你如何在 vb.net 中解析 HTML
声明:本页面是StackOverFlow热门问题的中英对照翻译,遵循CC BY-SA 4.0协议,如果您需要使用它,必须同样遵循CC BY-SA许可,注明原文地址和作者信息,同时你必须将它归于原作者(不是我):StackOverFlow
原文地址: http://stackoverflow.com/questions/516811/
Warning: these are provided under cc-by-sa 4.0 license. You are free to use/share it, But you must attribute it to the original authors (not me):
StackOverFlow
How do you parse an HTML in vb.net
提问by tooleb
I would like to know if there is a simple way to parse HTML in vb.net. I know that HTML is not sctrict subset of XML, but it would be nice if it could be treated that way. Is there anything out there that would let me parse HTML in an XML-like way in VB.net?
我想知道是否有一种简单的方法可以在 vb.net 中解析 HTML。我知道 HTML 不是 XML 的严格子集,但如果可以这样处理它会很好。有什么东西可以让我在 VB.net 中以类似 XML 的方式解析 HTML?
采纳答案by TcKs
I like Html Agility pack- it's very developer friendly, free and source code is available.
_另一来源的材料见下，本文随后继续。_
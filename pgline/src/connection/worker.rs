use bytes::{Buf, BytesMut};
use std::{
    io,
    pin::Pin,
    task::{Context, Poll},
};
use tokio::{
    io::{AsyncRead, AsyncWrite, ReadBuf},
    sync::{
        mpsc::{UnboundedReceiver, UnboundedSender},
        oneshot,
    },
};

use super::Config;
use crate::{
    common::trace,
    net::Socket,
    phase::{Event, Machine, Notification},
    pipeline::Command,
};

const READ_SIZE: usize = 8 * 1024;

/// Message from [`Connection`][super::Connection] handles to the worker.
pub enum Request {
    Command(Command),
    Subscribe(UnboundedSender<Notification>),
    Close(oneshot::Sender<()>),
}

type ConnectFuture<S> = Pin<Box<dyn Future<Output = io::Result<S>> + Send + 'static>>;

enum Transport<S> {
    Connecting(ConnectFuture<S>),
    Connected(S),
    Gone,
}

/// Drives a [`Machine`] over a transport.
///
/// Resolves when the connection is closed, either gracefully or by failure.
pub struct WorkerFuture<S> {
    machine: Machine,
    transport: Transport<S>,

    recv: UnboundedReceiver<Request>,
    recv_closed: bool,

    subscribers: Vec<UnboundedSender<Notification>>,
    closers: Vec<oneshot::Sender<()>>,

    read_buf: Box<[u8]>,
    write_buf: BytesMut,
    flushed: bool,
    shutdown: bool,
}

impl WorkerFuture<Socket> {
    /// Worker that first connects a [`Socket`].
    pub fn connect(config: Config, recv: UnboundedReceiver<Request>) -> Self {
        let target = config.clone();
        let connect = Box::pin(async move { Socket::connect(&target).await });
        Self::new(config, Transport::Connecting(connect), recv)
    }
}

impl<S> WorkerFuture<S> {
    /// Worker over an already connected transport.
    pub fn with_transport(io: S, config: Config, recv: UnboundedReceiver<Request>) -> Self {
        let mut me = Self::new(config, Transport::Connected(io), recv);
        me.machine.dispatch(Event::Connected);
        me
    }

    fn new(config: Config, transport: Transport<S>, recv: UnboundedReceiver<Request>) -> Self {
        Self {
            machine: Machine::new(config),
            transport,
            recv,
            recv_closed: false,
            subscribers: vec![],
            closers: vec![],
            read_buf: vec![0; READ_SIZE].into_boxed_slice(),
            write_buf: BytesMut::with_capacity(1024),
            flushed: true,
            shutdown: false,
        }
    }

    pub fn subscribe(&mut self, send: UnboundedSender<Notification>) {
        self.subscribers.push(send);
    }

    fn request(&mut self, request: Request) {
        match request {
            Request::Command(command) => self.machine.enqueue(command),
            Request::Subscribe(send) => self.subscribers.push(send),
            Request::Close(send) => {
                self.closers.push(send);
                self.machine.request_close();
            }
        }
    }

    fn poll_requests(&mut self, cx: &mut Context) -> bool {
        let mut progress = false;
        while !self.recv_closed {
            match self.recv.poll_recv(cx) {
                Poll::Ready(Some(request)) => self.request(request),
                Poll::Ready(None) => {
                    trace!("all connection handles dropped");
                    self.recv_closed = true;
                    self.machine.request_close();
                }
                Poll::Pending => break,
            }
            progress = true;
        }
        progress
    }

    fn forward_notifications(&mut self) {
        while let Some(notification) = self.machine.poll_notification() {
            self.subscribers.retain(|send| send.send(notification.clone()).is_ok());
        }
    }

    /// Reject whatever is still requested and release `close` waiters.
    fn finish(&mut self) {
        self.recv.close();
        while let Ok(request) = self.recv.try_recv() {
            self.request(request);
        }
        self.forward_notifications();
        for send in self.closers.drain(..) {
            let _ = send.send(());
        }
        self.transport = Transport::Gone;
    }
}

impl<S> WorkerFuture<S>
where
    S: AsyncRead + AsyncWrite + Unpin,
{
    fn poll_connect(&mut self, cx: &mut Context) -> bool {
        let Transport::Connecting(connect) = &mut self.transport else {
            return false;
        };
        match connect.as_mut().poll(cx) {
            Poll::Ready(Ok(io)) => {
                self.transport = Transport::Connected(io);
                self.machine.dispatch(Event::Connected);
            }
            Poll::Ready(Err(err)) => {
                self.transport = Transport::Gone;
                self.machine.dispatch(Event::Error(err));
            }
            Poll::Pending => return false,
        }
        true
    }

    fn poll_write(&mut self, cx: &mut Context) -> bool {
        let Transport::Connected(io) = &mut self.transport else {
            return false;
        };

        if let Some(output) = self.machine.take_output() {
            self.write_buf.extend_from_slice(&output);
        }

        let mut progress = false;

        while !self.write_buf.is_empty() {
            match Pin::new(&mut *io).poll_write(cx, &self.write_buf) {
                Poll::Ready(Ok(0)) => {
                    self.machine.dispatch(Event::Error(io::ErrorKind::WriteZero.into()));
                    return true;
                }
                Poll::Ready(Ok(n)) => {
                    self.write_buf.advance(n);
                    self.flushed = false;
                    progress = true;
                }
                Poll::Ready(Err(err)) => {
                    self.machine.dispatch(Event::Error(err));
                    return true;
                }
                Poll::Pending => return progress,
            }
        }

        if !self.flushed {
            match Pin::new(&mut *io).poll_flush(cx) {
                Poll::Ready(Ok(())) => self.flushed = true,
                Poll::Ready(Err(err)) => {
                    self.machine.dispatch(Event::Error(err));
                    return true;
                }
                Poll::Pending => return progress,
            }
        }

        if self.machine.wants_shutdown() && !self.shutdown {
            match Pin::new(&mut *io).poll_shutdown(cx) {
                Poll::Ready(result) => {
                    trace!("transport shutdown");
                    self.shutdown = true;
                    if let Err(err) = result {
                        self.machine.dispatch(Event::Error(err));
                    }
                    return true;
                }
                Poll::Pending => return progress,
            }
        }

        progress
    }

    fn poll_read(&mut self, cx: &mut Context) -> bool {
        let Transport::Connected(io) = &mut self.transport else {
            return false;
        };

        let mut buf = ReadBuf::new(&mut self.read_buf);
        match Pin::new(io).poll_read(cx, &mut buf) {
            Poll::Ready(Ok(())) => match buf.filled() {
                [] => self.machine.dispatch(Event::End),
                data => self.machine.dispatch(Event::Data(data)),
            },
            Poll::Ready(Err(err)) => self.machine.dispatch(Event::Error(err)),
            Poll::Pending => return false,
        }
        true
    }
}

impl<S> Future for WorkerFuture<S>
where
    S: AsyncRead + AsyncWrite + Unpin,
{
    type Output = ();

    fn poll(self: Pin<&mut Self>, cx: &mut Context) -> Poll<Self::Output> {
        let me = self.get_mut();

        // NOTE:
        // 1. Collect all request upfront
        // 2. Write whatever the machine produced
        // 3. Feed received bytes back into the machine
        loop {
            let mut progress = me.poll_requests(cx);
            progress |= me.poll_connect(cx);
            progress |= me.poll_write(cx);

            if !me.machine.is_closed() {
                progress |= me.poll_read(cx);
            }

            me.forward_notifications();

            if me.machine.is_closed() {
                trace!("worker finished");
                me.finish();
                return Poll::Ready(());
            }

            if !progress {
                return Poll::Pending;
            }
        }
    }
}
我喜欢Html Agility 包- 它对开发人员非常友好,免费且源代码可用。
回答by TripleHelix Tech
'add prog ref too: Microsoft.mshtml
'也添加 prog ref:Microsoft.mshtml
'then on the page:
'然后在页面上:
Imports mshtml
Function parseMyHtml(ByVal htmlToParse$) As String
Dim htmlDocument As IHTMLDocument2 = New HTMLDocumentClass()
htmlDocument.write(htmlToParse)
htmlDocument.close()
Dim allElements As IHTMLElementCollection = htmlDocument.body.all
Dim allInputs As IHTMLElementCollection = allElements.tags("a")
Dim element As IHTMLElement
For Each element In allInputs
element.title = element.innerText
Next
Return htmlDocument.body.innerHTML
End Function
As found here:
在这里发现:
回答by Erx_VB.NExT.Coder
Don't use agility pack, just use mshtml library to access the dom, this is what ie uses and is great for going through HTML elements.
不要使用agility pack,只需使用mshtml 库来访问dom,这就是ie 使用的并且非常适合浏览HTML 元素。
Agility pack is nasty and unnecessarily hackie if you ask me, mshtml is the way to go. Look it up on msdn.
如果你问我,敏捷包是讨厌的,而且是不必要的黑客,mshtml 是要走的路。在 msdn 上查一下。
回答by Yes - that Jake.
If your HTML follows XHTML standards, you can do a lot of the parsing and processing using the System.XML namespace classes.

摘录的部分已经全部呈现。